### WORK TASK
Print out the data below in full, exactly as written.
---- DATA FOR ANALYSIS
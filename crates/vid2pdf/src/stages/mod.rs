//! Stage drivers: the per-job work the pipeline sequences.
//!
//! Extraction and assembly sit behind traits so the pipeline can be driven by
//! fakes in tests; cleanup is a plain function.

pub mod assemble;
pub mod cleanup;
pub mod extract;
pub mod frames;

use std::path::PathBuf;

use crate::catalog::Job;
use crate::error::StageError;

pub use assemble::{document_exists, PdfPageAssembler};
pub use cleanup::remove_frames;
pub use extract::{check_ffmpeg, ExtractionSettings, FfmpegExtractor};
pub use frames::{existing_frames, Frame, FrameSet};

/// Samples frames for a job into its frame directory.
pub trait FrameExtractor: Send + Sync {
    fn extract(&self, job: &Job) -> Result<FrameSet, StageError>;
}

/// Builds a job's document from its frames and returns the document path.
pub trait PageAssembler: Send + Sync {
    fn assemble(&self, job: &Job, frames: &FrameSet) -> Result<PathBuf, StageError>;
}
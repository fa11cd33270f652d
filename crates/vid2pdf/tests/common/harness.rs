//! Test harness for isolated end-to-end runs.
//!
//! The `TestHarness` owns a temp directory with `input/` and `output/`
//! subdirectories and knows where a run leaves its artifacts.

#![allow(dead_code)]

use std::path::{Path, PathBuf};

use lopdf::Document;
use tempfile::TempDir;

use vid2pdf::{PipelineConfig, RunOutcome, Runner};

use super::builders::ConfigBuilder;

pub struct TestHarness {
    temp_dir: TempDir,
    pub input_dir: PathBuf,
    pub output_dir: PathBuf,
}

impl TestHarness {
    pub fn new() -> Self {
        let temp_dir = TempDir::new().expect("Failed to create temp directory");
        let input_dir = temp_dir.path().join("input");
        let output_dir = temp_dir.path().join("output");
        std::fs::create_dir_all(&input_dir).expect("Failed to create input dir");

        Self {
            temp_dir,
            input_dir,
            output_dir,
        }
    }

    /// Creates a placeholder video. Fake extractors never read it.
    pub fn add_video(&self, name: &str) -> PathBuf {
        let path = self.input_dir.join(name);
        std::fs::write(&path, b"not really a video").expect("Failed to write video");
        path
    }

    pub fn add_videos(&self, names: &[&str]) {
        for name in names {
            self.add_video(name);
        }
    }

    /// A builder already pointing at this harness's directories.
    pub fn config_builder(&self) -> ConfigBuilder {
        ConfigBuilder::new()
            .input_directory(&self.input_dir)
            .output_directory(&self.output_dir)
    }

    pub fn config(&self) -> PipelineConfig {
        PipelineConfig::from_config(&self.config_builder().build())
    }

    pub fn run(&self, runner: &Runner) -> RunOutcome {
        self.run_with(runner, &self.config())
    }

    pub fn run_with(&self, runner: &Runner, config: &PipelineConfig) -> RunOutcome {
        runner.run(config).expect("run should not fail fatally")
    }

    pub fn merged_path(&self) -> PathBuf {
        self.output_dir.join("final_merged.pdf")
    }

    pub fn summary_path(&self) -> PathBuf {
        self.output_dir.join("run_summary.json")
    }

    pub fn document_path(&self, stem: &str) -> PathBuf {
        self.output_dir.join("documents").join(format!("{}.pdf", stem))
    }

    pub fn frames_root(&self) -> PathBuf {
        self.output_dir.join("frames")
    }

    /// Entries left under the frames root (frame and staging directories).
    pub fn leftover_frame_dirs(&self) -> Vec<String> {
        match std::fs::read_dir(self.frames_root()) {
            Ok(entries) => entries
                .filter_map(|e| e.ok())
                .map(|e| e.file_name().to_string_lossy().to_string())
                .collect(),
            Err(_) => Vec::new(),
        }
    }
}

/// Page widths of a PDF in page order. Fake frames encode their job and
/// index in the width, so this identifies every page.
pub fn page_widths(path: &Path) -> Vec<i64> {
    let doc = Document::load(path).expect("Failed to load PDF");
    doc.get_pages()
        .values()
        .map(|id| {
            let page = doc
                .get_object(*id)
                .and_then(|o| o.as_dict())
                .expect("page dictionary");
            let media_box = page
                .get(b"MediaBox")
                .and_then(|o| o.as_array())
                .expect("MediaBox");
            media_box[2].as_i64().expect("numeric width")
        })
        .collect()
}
--------
### ANSWER FOR THE TASK
filename crates/vid2pdf/src/stages/mod.rs
//! Stage drivers: the per-job work the pipeline sequences.
//!
//! Extraction and assembly sit behind traits so the pipeline can be driven by
//! fakes in tests; cleanup is a plain function.

pub mod assemble;
pub mod cleanup;
pub mod extract;
pub mod frames;

use std::path::PathBuf;

use crate::catalog::Job;
use crate::error::StageError;

pub use assemble::{document_exists, PdfPageAssembler};
pub use cleanup::remove_frames;
pub use extract::{check_ffmpeg, ExtractionSettings, FfmpegExtractor};
pub use frames::{existing_frames, Frame, FrameSet};

/// Samples frames for a job into its frame directory.
pub trait FrameExtractor: Send + Sync {
    fn extract(&self, job: &Job) -> Result<FrameSet, StageError>;
}

/// Builds a job's document from its frames and returns the document path.
pub trait PageAssembler: Send + Sync {
    fn assemble(&self, job: &Job, frames: &FrameSet) -> Result<PathBuf, StageError>;
}
repository fa11cd33270f652d
filename crates/vid2pdf/tests/common/harness.rs
//! Test harness for isolated end-to-end runs.
//!
//! The `TestHarness` owns a temp directory with `input/` and `output/`
//! subdirectories and knows where a run leaves its artifacts.

#![allow(dead_code)]

use std::path::{Path, PathBuf};

use lopdf::Document;
use tempfile::TempDir;

use vid2pdf::{PipelineConfig, RunOutcome, Runner};

use super::builders::ConfigBuilder;

pub struct TestHarness {
    temp_dir: TempDir,
    pub input_dir: PathBuf,
    pub output_dir: PathBuf,
}

impl TestHarness {
    pub fn new() -> Self {
        let temp_dir = TempDir::new().expect("Failed to create temp directory");
        let input_dir = temp_dir.path().join("input");
        let output_dir = temp_dir.path().join("output");
        std::fs::create_dir_all(&input_dir).expect("Failed to create input dir");

        Self {
            temp_dir,
            input_dir,
            output_dir,
        }
    }

    /// Creates a placeholder video. Fake extractors never read it.
    pub fn add_video(&self, name: &str) -> PathBuf {
        let path = self.input_dir.join(name);
        std::fs::write(&path, b"not really a video").expect("Failed to write video");
        path
    }

    pub fn add_videos(&self, names: &[&str]) {
        for name in names {
            self.add_video(name);
        }
    }

    /// A builder already pointing at this harness's directories.
    pub fn config_builder(&self) -> ConfigBuilder {
        ConfigBuilder::new()
            .input_directory(&self.input_dir)
            .output_directory(&self.output_dir)
    }

    pub fn config(&self) -> PipelineConfig {
        PipelineConfig::from_config(&self.config_builder().build())
    }

    pub fn run(&self, runner: &Runner) -> RunOutcome {
        self.run_with(runner, &self.config())
    }

    pub fn run_with(&self, runner: &Runner, config: &PipelineConfig) -> RunOutcome {
        runner.run(config).expect("run should not fail fatally")
    }

    pub fn merged_path(&self) -> PathBuf {
        self.output_dir.join("final_merged.pdf")
    }

    pub fn summary_path(&self) -> PathBuf {
        self.output_dir.join("run_summary.json")
    }

    pub fn document_path(&self, stem: &str) -> PathBuf {
        self.output_dir.join("documents").join(format!("{}.pdf", stem))
    }

    pub fn frames_root(&self) -> PathBuf {
        self.output_dir.join("frames")
    }

    /// Entries left under the frames root (frame and staging directories).
    pub fn leftover_frame_dirs(&self) -> Vec<String> {
        match std::fs::read_dir(self.frames_root()) {
            Ok(entries) => entries
                .filter_map(|e| e.ok())
                .map(|e| e.file_name().to_string_lossy().to_string())
                .collect(),
            Err(_) => Vec::new(),
        }
    }
}

/// Page widths of a PDF in page order. Fake frames encode their job and
/// index in the width, so this identifies every page.
pub fn page_widths(path: &Path) -> Vec<i64> {
    let doc = Document::load(path).expect("Failed to load PDF");
    doc.get_pages()
        .values()
        .map(|id| {
            let page = doc
                .get_object(*id)
                .and_then(|o| o.as_dict())
                .expect("page dictionary");
            let media_box = page
                .get(b"MediaBox")
                .and_then(|o| o.as_array())
                .expect("MediaBox");
            media_box[2].as_i64().expect("numeric width")
        })
        .collect()
}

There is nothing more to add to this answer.